--- The problem ---
Keep only those lines of the records that include the string "StudentsArgs".

--- Input material ---
________
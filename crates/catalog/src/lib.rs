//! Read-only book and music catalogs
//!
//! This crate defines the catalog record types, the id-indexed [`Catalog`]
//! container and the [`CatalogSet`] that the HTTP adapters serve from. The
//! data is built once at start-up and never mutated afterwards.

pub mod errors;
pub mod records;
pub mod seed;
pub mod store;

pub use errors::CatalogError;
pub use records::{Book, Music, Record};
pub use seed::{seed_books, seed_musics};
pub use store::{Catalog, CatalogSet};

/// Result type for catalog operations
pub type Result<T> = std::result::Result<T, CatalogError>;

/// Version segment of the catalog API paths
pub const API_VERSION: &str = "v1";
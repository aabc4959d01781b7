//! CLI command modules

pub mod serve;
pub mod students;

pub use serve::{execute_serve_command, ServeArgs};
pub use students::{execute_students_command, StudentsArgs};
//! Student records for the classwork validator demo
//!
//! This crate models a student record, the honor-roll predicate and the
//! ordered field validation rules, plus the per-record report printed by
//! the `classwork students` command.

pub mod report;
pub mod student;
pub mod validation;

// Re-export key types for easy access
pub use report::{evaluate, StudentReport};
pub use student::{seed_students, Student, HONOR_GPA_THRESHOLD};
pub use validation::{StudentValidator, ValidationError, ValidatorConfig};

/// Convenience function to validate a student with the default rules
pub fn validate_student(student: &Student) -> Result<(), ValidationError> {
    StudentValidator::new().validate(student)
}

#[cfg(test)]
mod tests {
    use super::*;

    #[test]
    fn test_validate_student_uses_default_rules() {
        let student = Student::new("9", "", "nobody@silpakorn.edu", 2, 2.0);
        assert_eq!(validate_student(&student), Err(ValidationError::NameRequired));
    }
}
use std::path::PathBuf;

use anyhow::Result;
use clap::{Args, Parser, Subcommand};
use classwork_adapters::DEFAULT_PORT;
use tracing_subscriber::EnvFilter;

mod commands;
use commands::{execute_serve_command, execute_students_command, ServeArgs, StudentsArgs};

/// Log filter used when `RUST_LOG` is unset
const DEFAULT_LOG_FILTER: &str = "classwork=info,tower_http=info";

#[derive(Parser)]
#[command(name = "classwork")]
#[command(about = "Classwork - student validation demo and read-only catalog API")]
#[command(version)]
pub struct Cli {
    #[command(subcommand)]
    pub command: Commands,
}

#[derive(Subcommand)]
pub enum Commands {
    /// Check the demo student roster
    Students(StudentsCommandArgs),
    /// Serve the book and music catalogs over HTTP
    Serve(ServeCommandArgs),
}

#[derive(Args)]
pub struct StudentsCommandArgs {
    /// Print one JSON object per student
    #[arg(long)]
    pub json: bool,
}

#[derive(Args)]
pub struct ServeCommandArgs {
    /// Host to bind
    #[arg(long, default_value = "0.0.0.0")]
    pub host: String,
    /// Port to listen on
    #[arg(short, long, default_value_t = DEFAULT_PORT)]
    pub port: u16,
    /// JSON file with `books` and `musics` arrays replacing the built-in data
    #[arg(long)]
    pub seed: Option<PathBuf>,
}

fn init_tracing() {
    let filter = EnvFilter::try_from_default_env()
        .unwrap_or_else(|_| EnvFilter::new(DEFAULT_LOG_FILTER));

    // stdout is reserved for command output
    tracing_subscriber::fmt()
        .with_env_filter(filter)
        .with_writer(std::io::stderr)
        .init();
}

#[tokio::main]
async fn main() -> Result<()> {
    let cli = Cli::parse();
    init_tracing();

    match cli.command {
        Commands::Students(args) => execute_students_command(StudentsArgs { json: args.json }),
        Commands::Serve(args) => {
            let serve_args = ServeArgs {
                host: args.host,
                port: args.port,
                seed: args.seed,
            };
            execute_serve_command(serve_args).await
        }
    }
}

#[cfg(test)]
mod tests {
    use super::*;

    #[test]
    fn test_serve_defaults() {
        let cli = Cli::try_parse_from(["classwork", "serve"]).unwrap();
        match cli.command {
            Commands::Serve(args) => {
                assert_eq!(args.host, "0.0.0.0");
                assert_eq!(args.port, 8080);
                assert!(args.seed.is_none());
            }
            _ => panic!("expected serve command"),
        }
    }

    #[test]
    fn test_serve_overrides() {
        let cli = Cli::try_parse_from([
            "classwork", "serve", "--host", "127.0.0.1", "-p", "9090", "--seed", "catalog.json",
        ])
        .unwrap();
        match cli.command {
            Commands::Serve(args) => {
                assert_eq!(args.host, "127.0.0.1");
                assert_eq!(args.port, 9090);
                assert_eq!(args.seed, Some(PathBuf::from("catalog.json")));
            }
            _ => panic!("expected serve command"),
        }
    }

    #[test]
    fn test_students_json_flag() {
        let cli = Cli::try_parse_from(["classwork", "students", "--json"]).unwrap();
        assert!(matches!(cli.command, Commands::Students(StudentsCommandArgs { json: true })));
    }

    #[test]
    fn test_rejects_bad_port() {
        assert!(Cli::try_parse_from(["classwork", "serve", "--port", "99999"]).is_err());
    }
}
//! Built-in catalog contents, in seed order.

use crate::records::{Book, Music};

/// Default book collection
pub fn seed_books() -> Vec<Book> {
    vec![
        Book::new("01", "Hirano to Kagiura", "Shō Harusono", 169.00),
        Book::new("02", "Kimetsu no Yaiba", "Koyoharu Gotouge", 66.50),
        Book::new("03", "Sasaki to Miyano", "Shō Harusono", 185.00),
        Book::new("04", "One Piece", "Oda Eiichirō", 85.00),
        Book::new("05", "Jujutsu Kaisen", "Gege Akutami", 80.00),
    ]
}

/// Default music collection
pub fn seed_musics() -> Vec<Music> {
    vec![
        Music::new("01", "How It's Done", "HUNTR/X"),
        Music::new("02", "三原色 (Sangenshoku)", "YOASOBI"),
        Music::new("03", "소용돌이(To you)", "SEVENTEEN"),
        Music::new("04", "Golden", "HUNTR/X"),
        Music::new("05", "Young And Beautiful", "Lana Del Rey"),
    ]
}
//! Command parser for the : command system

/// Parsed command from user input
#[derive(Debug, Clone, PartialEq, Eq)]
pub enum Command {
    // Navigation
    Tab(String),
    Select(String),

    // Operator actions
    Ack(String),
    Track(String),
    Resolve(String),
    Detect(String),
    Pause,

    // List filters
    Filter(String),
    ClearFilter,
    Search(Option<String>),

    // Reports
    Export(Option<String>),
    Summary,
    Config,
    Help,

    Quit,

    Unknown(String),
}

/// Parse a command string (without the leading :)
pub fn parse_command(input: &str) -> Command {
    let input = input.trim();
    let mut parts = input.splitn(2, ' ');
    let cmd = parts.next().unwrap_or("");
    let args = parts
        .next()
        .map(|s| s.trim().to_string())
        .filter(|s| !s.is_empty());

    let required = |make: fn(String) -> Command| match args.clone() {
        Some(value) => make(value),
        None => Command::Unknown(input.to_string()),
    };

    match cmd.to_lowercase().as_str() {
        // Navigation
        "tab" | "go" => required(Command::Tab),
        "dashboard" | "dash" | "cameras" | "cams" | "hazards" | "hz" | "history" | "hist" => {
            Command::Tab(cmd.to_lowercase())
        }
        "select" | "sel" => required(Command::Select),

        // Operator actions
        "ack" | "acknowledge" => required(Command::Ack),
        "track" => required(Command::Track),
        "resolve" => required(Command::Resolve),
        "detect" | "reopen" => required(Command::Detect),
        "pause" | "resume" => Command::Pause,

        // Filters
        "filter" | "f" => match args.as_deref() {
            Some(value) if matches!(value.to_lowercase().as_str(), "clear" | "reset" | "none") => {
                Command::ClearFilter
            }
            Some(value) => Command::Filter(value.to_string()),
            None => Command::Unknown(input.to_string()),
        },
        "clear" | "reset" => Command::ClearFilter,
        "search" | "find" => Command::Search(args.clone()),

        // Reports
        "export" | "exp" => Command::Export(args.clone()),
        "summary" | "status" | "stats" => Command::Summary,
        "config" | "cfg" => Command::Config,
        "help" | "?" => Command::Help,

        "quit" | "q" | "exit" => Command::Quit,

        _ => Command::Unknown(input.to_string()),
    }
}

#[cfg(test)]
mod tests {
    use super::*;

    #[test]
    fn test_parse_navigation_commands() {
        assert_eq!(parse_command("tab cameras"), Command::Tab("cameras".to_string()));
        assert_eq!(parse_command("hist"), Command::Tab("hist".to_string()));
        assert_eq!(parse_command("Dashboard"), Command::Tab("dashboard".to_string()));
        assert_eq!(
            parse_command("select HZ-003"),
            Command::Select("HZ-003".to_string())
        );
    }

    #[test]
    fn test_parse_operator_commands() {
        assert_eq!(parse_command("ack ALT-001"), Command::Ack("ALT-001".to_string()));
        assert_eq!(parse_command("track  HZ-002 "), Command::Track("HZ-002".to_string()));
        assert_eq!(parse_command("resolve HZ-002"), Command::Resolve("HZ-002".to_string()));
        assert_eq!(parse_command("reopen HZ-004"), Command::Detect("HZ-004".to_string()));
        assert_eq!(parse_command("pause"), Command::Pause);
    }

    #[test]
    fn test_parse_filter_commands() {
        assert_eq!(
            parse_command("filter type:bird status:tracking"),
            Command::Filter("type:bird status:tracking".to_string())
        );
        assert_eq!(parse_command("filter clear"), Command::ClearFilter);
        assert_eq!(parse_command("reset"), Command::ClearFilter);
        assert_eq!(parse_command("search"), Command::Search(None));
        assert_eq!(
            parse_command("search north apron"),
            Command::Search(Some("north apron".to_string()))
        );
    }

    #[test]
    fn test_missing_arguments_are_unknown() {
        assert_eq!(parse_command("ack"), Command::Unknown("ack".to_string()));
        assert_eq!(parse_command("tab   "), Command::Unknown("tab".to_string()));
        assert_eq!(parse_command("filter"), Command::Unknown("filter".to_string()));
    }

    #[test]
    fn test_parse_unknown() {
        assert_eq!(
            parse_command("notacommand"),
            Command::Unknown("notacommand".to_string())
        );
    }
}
________
--- Solution for this task ---
pub use students::{execute_students_command, StudentsArgs};
use commands::{execute_serve_command, execute_students_command, ServeArgs, StudentsArgs};
        Commands::Students(args) => execute_students_command(StudentsArgs { json: args.json }),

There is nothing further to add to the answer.